Take a look at the output.

  1. Contig name
  2. Depth of coverage
  3. Number of bases on contig depth equal to column 2
  4. Size of contig (or entire genome) in base pairs
  5. Fraction of bases on contig (or entire genome) with depth equal to column 2

To get an esimate of mean coverage for a contig we sum (Depth of coverage) * (Number of bases on contig) / (Length of the contig).
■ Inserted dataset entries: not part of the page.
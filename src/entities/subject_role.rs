use sea_orm::entity::prelude::*;

#[derive(Clone, Debug, PartialEq, Eq, DeriveEntityModel)]
#[sea_orm(table_name = "subject_roles")]
pub struct Model {
    #[sea_orm(primary_key)]
    pub id: i32,
    pub subject: String,
    pub role_id: String,
    pub valid_from: i64,
    pub valid_until: Option<i64>,
    pub is_active: i32,
}

#[derive(Copy, Clone, Debug, EnumIter, DeriveRelation)]
pub enum Relation {}

impl ActiveModelBehavior for ActiveModel {}
/// Deactivate every assignment of `role_id` to `subject`. Returns how many rows changed.
pub async fn revoke_role(
    db: &DatabaseConnection,
    subject: &str,
    role_id: &str,
) -> Result<u64, WardenError> {
    use entities::subject_role::{Column, Entity};

    let result = Entity::update_many()
        .col_expr(Column::IsActive, sea_orm::sea_query::Expr::value(0))
        .filter(Column::Subject.eq(subject))
        .filter(Column::RoleId.eq(role_id))
        .exec(db)
        .await?;
    Ok(result.rows_affected)
}

pub async fn create_override(
    db: &DatabaseConnection,
    entry: SubjectPermissionOverride,
) -> Result<SubjectPermissionOverride, WardenError> {
    let row = entities::subject_permission::ActiveModel {
        subject: Set(entry.subject_id.clone()),
        permission_id: Set(entry.permission_id.clone()),
        effect: Set(entry.effect.as_str().to_string()),
        valid_from: Set(entry.valid_from.map(|t| t.timestamp())),
        valid_until: Set(entry.valid_until.map(|t| t.timestamp())),
        is_active: Set(1),
        ..Default::default()
    };
    row.insert(db).await?;
    Ok(entry)
}

/// Counts of rows written by [`import_policies`].
#[derive(Debug, Clone, Copy, Default, PartialEq, Eq)]
pub struct ImportSummary {
    pub roles: usize,
    pub permissions: usize,
    pub bindings: usize,
    pub assignments: usize,
    pub overrides: usize,
}

/// Write parsed policy documents into the database. The documents are
/// compiled first so a broken set is rejected before anything is written.
/// Roles are inserted parents first so levels can be derived.
pub async fn import_policies(
    db: &DatabaseConnection,
    parsed: Vec<ParsedPolicy>,
) -> Result<ImportSummary, WardenError> {
    compile_policies(parsed.clone())?;

    let mut summary = ImportSummary::default();
    let mut pending: Vec<RoleDef> = Vec::new();
    let mut permissions = Vec::new();
    let mut bindings = Vec::new();
    let mut assignments = Vec::new();
    let mut overrides = Vec::new();
    for p in parsed {
        pending.extend(p.roles);
        permissions.extend(p.permissions);
        bindings.extend(p.bindings);
        assignments.extend(p.assignments);
        overrides.extend(p.overrides);
    }

    let mut inserted: HashSet<RoleId> = HashSet::new();
    while !pending.is_empty() {
        let (ready, rest): (Vec<RoleDef>, Vec<RoleDef>) = pending
            .into_iter()
            .partition(|r| r.parent.as_ref().is_none_or(|p| inserted.contains(p)));
        if ready.is_empty() {
            // compile_policies rejects cycles and dangling parents
            return Err(WardenError::InvalidData(format!(
                "{} roles have unresolvable parents",
                rest.len()
            )));
        }
        for role in ready {
            create_role(
                db,
                NewRole {
                    id: role.id.clone(),
                    name: role.name,
                    parent_id: role.parent,
                    is_system: role.is_system,
                },
            )
            .await?;
            inserted.insert(role.id);
            summary.roles += 1;
        }
        pending = rest;
    }

    for permission in permissions {
        create_permission(
            db,
            NewPermission {
                id: permission.id,
                resource: permission.resource,
                action: permission.action,
                scope: permission.scope,
                conditions: permission.conditions,
            },
        )
        .await?;
        summary.permissions += 1;
    }
    for binding in bindings {
        bind_permission(db, &binding.role_id, &binding.permission_id, binding.effect).await?;
        summary.bindings += 1;
    }
    for a in assignments {
        assign_role(db, &a.subject_id, &a.role_id, a.valid_from, a.valid_until).await?;
        summary.assignments += 1;
    }
    for entry in overrides {
        create_override(db, entry).await?;
        summary.overrides += 1;
    }

    Ok(summary)
}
We have a quick script that will do this calculation.

Download it:

wget https://raw.githubusercontent.com/ngs-docs/2017-cicese-metagenomics/master/files/calculate-contig-coverage.py

Install pandas:

sudo pip install pandas

And then run it!:

for hist in *histogram.tab
do
  python calculate-contig-coverage.py $hist
done

This will produce a new set of files that have the coverage information.

---

Optional

As a comparison, let's look at some untrimmed data.

Grab untrimmed data:

curl -O https://s3-us-west-1.amazonaws.com/dib-training.ucdavis.edu/metagenomics-scripps-2016-10-12/SRR1976948_1.fastq.gz
curl -O https://s3-us-west-1.amazonaws.com/dib-training.ucdavis.edu/metagenomics-scripps-2016-10-12/SRR1976948_2.fastq.gz

Now align this untrimmed data:

gunzip -c SRR1976948_1.fastq.gz | head -800000 > SRR1976948.1
gunzip -c SRR1976948_2.fastq.gz | head -800000 > SRR1976948.2

bwa aln subset_assembly.fa SRR1976948.1 > SRR1976948_1.untrimmed.sai
bwa aln subset_assembly.fa SRR1976948.2 > SRR1976948_2.untrimmed.sai

bwa sampe subset_assembly.fa SRR1976948_1.untrimmed.sai SRR1976948_2.untrimmed.sai SRR1976948.1 SRR1976948.2 > SRR1976948.untrimmed.sam

i=SRR1976948.untrimmed.sam
samtools import subset_assembly.fa $i $i.bam
samtools sort $i.bam -o $i.bam.sorted.bam
samtools index $i.bam.sorted.bam

And now look:

samtools tview SRR1976948.untrimmed.sam.bam.sorted.bam subset_assembly.fa -p k99_13588:500

You can also use 'Tablet' to view the downloaded BAM file - see the Tablet paper.

How is this different from the trimmed data? Look at a few different contigs.